ABOUT THIS EXERCISE: From the first line of the material below to the line containing "annotation. Results are", repeat every line exactly and add nothing.

EXTRACTED DATA:
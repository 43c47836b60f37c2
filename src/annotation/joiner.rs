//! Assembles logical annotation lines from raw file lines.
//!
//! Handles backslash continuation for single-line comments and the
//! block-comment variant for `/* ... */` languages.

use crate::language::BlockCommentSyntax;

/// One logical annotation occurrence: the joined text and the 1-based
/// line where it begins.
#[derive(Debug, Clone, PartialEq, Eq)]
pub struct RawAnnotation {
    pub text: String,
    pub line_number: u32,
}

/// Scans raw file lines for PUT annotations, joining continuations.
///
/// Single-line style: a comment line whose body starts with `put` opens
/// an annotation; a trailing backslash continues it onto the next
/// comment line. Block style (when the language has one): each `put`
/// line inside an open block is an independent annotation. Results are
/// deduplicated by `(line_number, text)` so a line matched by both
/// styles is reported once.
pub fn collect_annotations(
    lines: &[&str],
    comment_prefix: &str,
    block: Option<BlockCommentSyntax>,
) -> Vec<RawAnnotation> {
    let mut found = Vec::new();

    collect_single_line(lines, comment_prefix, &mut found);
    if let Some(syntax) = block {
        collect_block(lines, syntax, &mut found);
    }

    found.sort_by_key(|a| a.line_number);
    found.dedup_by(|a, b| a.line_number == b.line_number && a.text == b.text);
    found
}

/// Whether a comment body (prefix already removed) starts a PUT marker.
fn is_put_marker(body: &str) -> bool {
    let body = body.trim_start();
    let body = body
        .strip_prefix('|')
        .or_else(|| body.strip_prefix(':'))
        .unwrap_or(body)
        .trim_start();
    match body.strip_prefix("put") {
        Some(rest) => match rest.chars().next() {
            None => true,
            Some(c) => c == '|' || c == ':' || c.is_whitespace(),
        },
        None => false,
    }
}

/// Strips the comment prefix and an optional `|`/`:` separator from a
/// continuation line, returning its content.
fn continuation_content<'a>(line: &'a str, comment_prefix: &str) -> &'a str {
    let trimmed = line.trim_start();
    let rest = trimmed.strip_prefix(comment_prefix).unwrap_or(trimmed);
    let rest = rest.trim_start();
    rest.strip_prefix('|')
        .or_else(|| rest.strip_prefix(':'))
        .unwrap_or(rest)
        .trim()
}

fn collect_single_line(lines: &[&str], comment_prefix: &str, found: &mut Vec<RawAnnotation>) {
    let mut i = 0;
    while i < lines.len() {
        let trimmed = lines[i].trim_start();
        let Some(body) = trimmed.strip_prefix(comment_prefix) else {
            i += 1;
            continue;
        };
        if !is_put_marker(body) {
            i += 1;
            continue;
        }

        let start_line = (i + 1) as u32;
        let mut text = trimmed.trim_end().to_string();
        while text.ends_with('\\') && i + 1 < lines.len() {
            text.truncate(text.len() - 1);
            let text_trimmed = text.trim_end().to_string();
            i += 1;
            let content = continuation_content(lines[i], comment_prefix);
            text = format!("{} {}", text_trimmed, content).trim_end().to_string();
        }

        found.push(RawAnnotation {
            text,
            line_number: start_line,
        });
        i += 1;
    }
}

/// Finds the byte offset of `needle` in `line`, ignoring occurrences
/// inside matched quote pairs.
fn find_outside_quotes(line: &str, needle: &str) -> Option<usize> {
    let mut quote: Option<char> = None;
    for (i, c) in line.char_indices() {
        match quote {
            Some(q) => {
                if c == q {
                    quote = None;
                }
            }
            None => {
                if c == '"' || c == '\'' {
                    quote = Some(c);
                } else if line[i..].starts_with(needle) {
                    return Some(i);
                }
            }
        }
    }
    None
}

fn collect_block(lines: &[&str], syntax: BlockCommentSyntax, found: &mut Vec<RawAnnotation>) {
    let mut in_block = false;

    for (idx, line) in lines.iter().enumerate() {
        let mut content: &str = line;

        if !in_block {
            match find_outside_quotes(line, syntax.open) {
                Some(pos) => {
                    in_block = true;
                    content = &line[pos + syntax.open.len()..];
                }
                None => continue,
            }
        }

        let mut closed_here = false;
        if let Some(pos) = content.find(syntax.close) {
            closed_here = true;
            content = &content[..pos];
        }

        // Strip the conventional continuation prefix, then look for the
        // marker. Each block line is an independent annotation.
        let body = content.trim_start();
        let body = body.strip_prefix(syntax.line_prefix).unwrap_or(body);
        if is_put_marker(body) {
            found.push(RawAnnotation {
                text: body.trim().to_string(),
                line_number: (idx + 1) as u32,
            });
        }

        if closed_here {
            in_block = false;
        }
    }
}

WRITTEN RESPONSE:
repository 43c47836b60f37c2
filename src/annotation/joiner.rs
//! Assembles logical annotation lines from raw file lines.
//!
//! Handles backslash continuation for single-line comments and the
//! block-comment variant for `/* ... */` languages.

use crate::language::BlockCommentSyntax;

/// One logical annotation occurrence: the joined text and the 1-based
/// line where it begins.
#[derive(Debug, Clone, PartialEq, Eq)]
pub struct RawAnnotation {
    pub text: String,
    pub line_number: u32,
}

/// Scans raw file lines for PUT annotations, joining continuations.
///
/// Single-line style: a comment line whose body starts with `put` opens
/// an annotation; a trailing backslash continues it onto the next
/// comment line. Block style (when the language has one): each `put`
/// line inside an open block is an independent annotation. Results are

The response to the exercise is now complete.